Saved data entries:
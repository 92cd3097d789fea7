use chrono::{DateTime, Utc};
use serde::{Deserialize, Serialize};
use std::fmt;

use super::identifiers::{BookId, FileId};

/// Kind of media a file belongs to; only audiobooks are eligible for chunking.
#[derive(Debug, Clone, Copy, PartialEq, Eq, Hash, Serialize, Deserialize, Default)]
#[serde(rename_all = "lowercase")]
pub enum MediaType {
    Ebook,
    Audiobook,
    #[default]
    #[serde(other)]
    Unknown,
}

/// Per-file download status.
#[derive(Debug, Clone, Copy, PartialEq, Eq, Hash, Serialize, Deserialize)]
#[serde(rename_all = "snake_case")]
pub enum FileStatus {
    Queued,
    Downloading,
    Ready,
    Failed,
}

/// Book-level status, as persisted and as broadcast.
///
/// `Cleared` and `ClearedAll` only ever appear on status events; they are
/// never stored on a record.
#[derive(Debug, Clone, Copy, PartialEq, Eq, Hash, Serialize, Deserialize)]
#[serde(rename_all = "snake_case")]
pub enum BookStatus {
    NotStarted,
    Queued,
    Downloading,
    Ready,
    Failed,
    Partial,
    Cleared,
    ClearedAll,
}

impl BookStatus {
    pub fn as_str(self) -> &'static str {
        match self {
            Self::NotStarted => "not_started",
            Self::Queued => "queued",
            Self::Downloading => "downloading",
            Self::Ready => "ready",
            Self::Failed => "failed",
            Self::Partial => "partial",
            Self::Cleared => "cleared",
            Self::ClearedAll => "cleared_all",
        }
    }

    pub fn parse(s: &str) -> Option<Self> {
        Some(match s {
            "not_started" => Self::NotStarted,
            "queued" => Self::Queued,
            "downloading" => Self::Downloading,
            "ready" => Self::Ready,
            "failed" => Self::Failed,
            "partial" => Self::Partial,
            "cleared" => Self::Cleared,
            "cleared_all" => Self::ClearedAll,
            _ => return None,
        })
    }

    /// A stale `queued`/`downloading` record means a previous process died
    /// before finishing the book.
    pub fn is_unfinished(self) -> bool {
        matches!(self, Self::Queued | Self::Downloading)
    }
}

impl fmt::Display for BookStatus {
    fn fmt(&self, f: &mut fmt::Formatter<'_>) -> fmt::Result {
        f.write_str(self.as_str())
    }
}

/// Download state of one media file within a book.
#[derive(Debug, Clone, PartialEq, Serialize, Deserialize)]
#[serde(rename_all = "camelCase")]
pub struct FileDownloadState {
    /// Canonical URL (fragment stripped)
    pub url: String,
    pub bytes_total: u64,
    pub bytes_downloaded: u64,
    pub file_id: FileId,
    pub media_type: MediaType,
    pub status: FileStatus,
    pub chunked: bool,
    /// Only meaningful when `chunked`
    pub chunk_size: u64,
}

impl FileDownloadState {
    /// Number of chunk blobs backing this file; zero for whole-file entries
    /// or when the total size is still unknown.
    pub fn chunk_count(&self) -> u64 {
        if !self.chunked || self.chunk_size == 0 {
            return 0;
        }
        self.bytes_total.div_ceil(self.chunk_size)
    }

    pub fn mark_ready(&mut self) {
        self.status = FileStatus::Ready;
        self.bytes_downloaded = self.bytes_total;
    }
}

/// One checked-out book: its manifest and per-file progress.
#[derive(Debug, Clone, PartialEq, Serialize, Deserialize)]
#[serde(rename_all = "camelCase")]
pub struct BookDownloadRecord {
    pub book_id: BookId,
    pub updated_at: DateTime<Utc>,
    pub status: BookStatus,
    pub files: Vec<FileDownloadState>,
    pub error: Option<String>,
}

impl BookDownloadRecord {
    pub fn new(book_id: BookId, files: Vec<FileDownloadState>) -> Self {
        Self {
            book_id,
            updated_at: Utc::now(),
            status: BookStatus::Queued,
            files,
            error: None,
        }
    }

    pub fn bytes_total(&self) -> u64 {
        self.files.iter().map(|f| f.bytes_total).sum()
    }

    pub fn ready_bytes(&self) -> u64 {
        self.files
            .iter()
            .filter(|f| f.status == FileStatus::Ready)
            .map(|f| f.bytes_total)
            .sum()
    }

    /// Terminal status once every file reached a terminal per-file status.
    pub fn terminal_status(&self) -> BookStatus {
        if self.files.is_empty() {
            return BookStatus::Failed;
        }
        if self.files.iter().all(|f| f.status == FileStatus::Ready) {
            BookStatus::Ready
        } else if self.files.iter().any(|f| f.status == FileStatus::Failed) {
            BookStatus::Failed
        } else {
            BookStatus::Partial
        }
    }

    pub fn touch(&mut self) {
        self.updated_at = Utc::now();
    }
}

/// Chunking parameters for a cached URL, keyed purely by URL so the responder
/// can serve ranges without walking book records.
#[derive(Debug, Clone, PartialEq, Serialize, Deserialize)]
#[serde(rename_all = "camelCase")]
pub struct ChunkedUrlMetadata {
    pub url: String,
    pub chunked: bool,
    pub chunk_size: u64,
    pub bytes_total: u64,
    pub content_type: Option<String>,
    pub updated_at: DateTime<Utc>,
}

impl ChunkedUrlMetadata {
    pub fn new(
        url: impl Into<String>,
        chunk_size: u64,
        bytes_total: u64,
        content_type: Option<String>,
    ) -> Self {
        Self {
            url: url.into(),
            chunked: true,
            chunk_size,
            bytes_total,
            content_type,
            updated_at: Utc::now(),
        }
    }

    pub fn chunk_count(&self) -> u64 {
        if self.chunk_size == 0 {
            return 0;
        }
        self.bytes_total.div_ceil(self.chunk_size)
    }
}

## DESCRIPTION OF THE TASK
Match on "struct": copy every line in the records that has it.

## TASK SOLUTION
pub struct FileDownloadState {
pub struct BookDownloadRecord {
pub struct ChunkedUrlMetadata {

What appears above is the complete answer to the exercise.